Tipps für einen positiven Einfluss auf den Blutzuckerverlauf und auch für ein besseres Sättigungsgefühl:
- Ballaststoffe, Proteine und Fette können den Anstieg abmildern.
- Abkühlen und erneutes Erwärmen kann den Anteil resistenter Stärke erhöhen.
- Auch die Zubereitung bestimmt, wie stark sich das Essen auf den Blutzuckerspiegel auswirkt. Vorteilhaft ist zum Beispiel „al dente“ bei Spaghetti.
- Flüssige Kohlenhydrate werden in der Regel schneller aufgenommen als feste.
- Stark verarbeitete Lebensmittel können zu schnelleren Peaks (Blutzuckeranstiegen) führen. Kreieren Sie Kombinationen wie z. B. Kartoffelpüree mit Blumenkohl oder Pastinaken.
Fazit:
- Der glykämische Index (GI) und die glykämische Last (GL) sind wichtige Kennzahlen zur Bewertung des Blutzuckeranstiegs nach dem Essen.
- Für den Alltag ist die glykämische Last meist aussagekräftiger, da sie die Portionsgröße berücksichtigt.
- Die Kombination aus glykämischem Index, glykämischer Last und individueller Messung liefert die beste Grundlage für einen stabilen Blutzuckerverlauf.
- können dabei unterstützen, individuelle Reaktionen sichtbar zu machen.

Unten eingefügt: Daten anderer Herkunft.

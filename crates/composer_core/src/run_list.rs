// Copyright (c) 2026 Element Creations Ltd
//
// SPDX-License-Identifier: AGPL-3.0-only OR LicenseRef-Element-Commercial
// Please see LICENSE in the repository root for full details.

//! Ordered, non-overlapping range maps.
//!
//! A [`RunList`] is the storage for both inline-style runs and entity runs of
//! a block.  It is always kept normalised:
//!
//! 1. every run is non-empty (`start < end`),
//! 2. runs are sorted by `start` and never overlap,
//! 3. two touching runs never carry an equal value (they are merged).
//!
//! Offsets not covered by any run have "no value".  Every editing operation
//! returns a new list; lists are never mutated in place once built.

use std::ops::Range;

/// One contiguous range `[start, end)` carrying a value.
#[derive(Clone, Debug, PartialEq, Eq)]
#[cfg_attr(feature = "serde", derive(serde::Serialize, serde::Deserialize))]
pub struct Run<T> {
    pub start: usize,
    pub end: usize,
    pub value: T,
}

impl<T> Run<T> {
    pub fn new(start: usize, end: usize, value: T) -> Self {
        Self { start, end, value }
    }

    pub fn range(&self) -> Range<usize> {
        self.start..self.end
    }
}

/// Why a run list is not well formed against a given text length.
#[derive(Clone, Debug, PartialEq, Eq)]
pub enum RunDefect {
    Empty { start: usize },
    Overlap { at: usize },
    Unmerged { at: usize },
    OutOfBounds { end: usize, len: usize },
}

#[derive(Clone, Debug, PartialEq, Eq)]
#[cfg_attr(feature = "serde", derive(serde::Serialize, serde::Deserialize))]
#[cfg_attr(feature = "serde", serde(transparent))]
pub struct RunList<T> {
    runs: Vec<Run<T>>,
}

impl<T> Default for RunList<T> {
    fn default() -> Self {
        Self { runs: Vec::new() }
    }
}

impl<T: Clone + PartialEq> RunList<T> {
    pub fn new() -> Self {
        Self::default()
    }

    /// Build a list from arbitrary runs.  Runs may arrive unsorted; empty
    /// runs are dropped and touching equal runs merged.
    ///
    /// Panics if two runs overlap.
    pub fn from_runs(runs: impl IntoIterator<Item = Run<T>>) -> Self {
        let mut runs: Vec<Run<T>> = runs.into_iter().collect();
        runs.sort_by_key(|r| r.start);
        let runs = normalize(runs);
        for pair in runs.windows(2) {
            assert!(
                pair[0].end <= pair[1].start,
                "overlapping runs at offset {}",
                pair[1].start
            );
        }
        Self { runs }
    }

    pub fn runs(&self) -> &[Run<T>] {
        &self.runs
    }

    pub fn iter(&self) -> impl Iterator<Item = &Run<T>> {
        self.runs.iter()
    }

    pub fn is_empty(&self) -> bool {
        self.runs.is_empty()
    }

    /// The end of the last run, or 0 for an empty list.
    pub fn extent(&self) -> usize {
        self.runs.last().map_or(0, |r| r.end)
    }

    /// The value covering `offset`, if any.
    pub fn value_at(&self, offset: usize) -> Option<&T> {
        let idx = self.runs.partition_point(|r| r.end <= offset);
        self.runs
            .get(idx)
            .filter(|r| r.start <= offset)
            .map(|r| &r.value)
    }

    /// The run covering `offset`, if any.
    pub fn run_at(&self, offset: usize) -> Option<&Run<T>> {
        let idx = self.runs.partition_point(|r| r.end <= offset);
        self.runs.get(idx).filter(|r| r.start <= offset)
    }

    /// Every start and end offset in the list, in ascending order.
    pub fn boundaries(&self) -> impl Iterator<Item = usize> + '_ {
        self.runs.iter().flat_map(|r| [r.start, r.end])
    }

    /// The part of the list inside `range`, re-based so that `range.start`
    /// becomes offset 0.
    pub fn slice(&self, range: Range<usize>) -> Self {
        let runs = self
            .runs
            .iter()
            .filter(|r| r.end > range.start && r.start < range.end)
            .map(|r| {
                Run::new(
                    r.start.max(range.start) - range.start,
                    r.end.min(range.end) - range.start,
                    r.value.clone(),
                )
            })
            .collect();
        Self {
            runs: normalize(runs),
        }
    }

    /// Delete `range`, shifting everything after it to the left.
    pub fn remove(&self, range: Range<usize>) -> Self {
        let len = range.end - range.start;
        if len == 0 {
            return self.clone();
        }
        let mut out = Vec::with_capacity(self.runs.len());
        for run in &self.runs {
            if run.end <= range.start {
                out.push(run.clone());
            } else if run.start >= range.end {
                out.push(Run::new(
                    run.start - len,
                    run.end - len,
                    run.value.clone(),
                ));
            } else {
                let start = run.start.min(range.start);
                let end = if run.end > range.end {
                    run.end - len
                } else {
                    range.start
                };
                out.push(Run::new(start, end, run.value.clone()));
            }
        }
        Self {
            runs: normalize(out),
        }
    }

    /// Open a gap of `len` at `at` and fill it with `other` (whose offsets
    /// are relative to the gap).  A run spanning `at` is split around the gap.
    pub fn insert(&self, at: usize, other: &RunList<T>, len: usize) -> Self {
        assert!(
            other.extent() <= len,
            "inserted runs extend past the inserted length"
        );
        let mut out = Vec::with_capacity(self.runs.len() + other.runs.len() + 1);
        for run in &self.runs {
            if run.end <= at {
                out.push(run.clone());
            } else if run.start >= at {
                out.push(Run::new(
                    run.start + len,
                    run.end + len,
                    run.value.clone(),
                ));
            } else {
                out.push(Run::new(run.start, at, run.value.clone()));
                out.push(Run::new(at + len, run.end + len, run.value.clone()));
            }
        }
        out.extend(
            other
                .runs
                .iter()
                .map(|r| Run::new(r.start + at, r.end + at, r.value.clone())),
        );
        out.sort_by_key(|r| r.start);
        Self {
            runs: normalize(out),
        }
    }

    /// Append `other` after a prefix of length `len`.
    pub fn concat(&self, len: usize, other: &RunList<T>) -> Self {
        let mut out = self.runs.clone();
        out.extend(
            other
                .runs
                .iter()
                .map(|r| Run::new(r.start + len, r.end + len, r.value.clone())),
        );
        Self {
            runs: normalize(out),
        }
    }

    /// Rewrite every sub-range of `range` (covered or not) through `f`.
    /// `f` receives the current value and returns the new one.
    pub fn map_range<F>(&self, range: Range<usize>, mut f: F) -> Self
    where
        F: FnMut(Option<&T>) -> Option<T>,
    {
        let mut out = Vec::with_capacity(self.runs.len() + 2);
        let mut cursor = range.start;
        let gap = |out: &mut Vec<Run<T>>, from: usize, to: usize, f: &mut F| {
            if from < to {
                if let Some(v) = f(None) {
                    out.push(Run::new(from, to, v));
                }
            }
        };
        for run in &self.runs {
            if run.end <= range.start {
                out.push(run.clone());
                continue;
            }
            if run.start >= range.end {
                gap(&mut out, cursor, range.end, &mut f);
                cursor = range.end;
                out.push(run.clone());
                continue;
            }
            if run.start < range.start {
                out.push(Run::new(run.start, range.start, run.value.clone()));
            }
            let lo = run.start.max(range.start);
            let hi = run.end.min(range.end);
            gap(&mut out, cursor, lo, &mut f);
            if let Some(v) = f(Some(&run.value)) {
                out.push(Run::new(lo, hi, v));
            }
            cursor = hi;
            if run.end > range.end {
                out.push(Run::new(range.end, run.end, run.value.clone()));
            }
        }
        gap(&mut out, cursor, range.end, &mut f);
        Self {
            runs: normalize(out),
        }
    }

    /// Cover `range` with `value`, or clear it when `value` is `None`.
    pub fn set(&self, range: Range<usize>, value: Option<T>) -> Self {
        self.map_range(range, |_| value.clone())
    }

    /// Check the normalisation rules against a text of length `len`.
    pub fn check(&self, len: usize) -> Result<(), RunDefect> {
        let mut prev: Option<&Run<T>> = None;
        for run in &self.runs {
            if run.start >= run.end {
                return Err(RunDefect::Empty { start: run.start });
            }
            if run.end > len {
                return Err(RunDefect::OutOfBounds { end: run.end, len });
            }
            if let Some(p) = prev {
                if p.end > run.start {
                    return Err(RunDefect::Overlap { at: run.start });
                }
                if p.end == run.start && p.value == run.value {
                    return Err(RunDefect::Unmerged { at: run.start });
                }
            }
            prev = Some(run);
        }
        Ok(())
    }
}

impl<T: Clone + PartialEq> FromIterator<Run<T>> for RunList<T> {
    fn from_iter<I: IntoIterator<Item = Run<T>>>(iter: I) -> Self {
        Self::from_runs(iter)
    }
}

fn normalize<T: PartialEq>(mut runs: Vec<Run<T>>) -> Vec<Run<T>> {
    runs.retain(|r| r.start < r.end);
    let mut out: Vec<Run<T>> = Vec::with_capacity(runs.len());
    for run in runs {
        if let Some(last) = out.last_mut() {
            if last.end == run.start && last.value == run.value {
                last.end = run.end;
                continue;
            }
        }
        out.push(run);
    }
    out
}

Falls Sie bei sich selbst unerklärliche Blutzucker-Schwankungen feststellen, bei denen Sie keinen Zusammenhang zwischen Insulingabe und Kohlenhydrataufnahme feststellen können, besprechen Sie dies am besten mit Ihrem behandelnden Diabetologen/Ihrer behandelnden Diabetologin.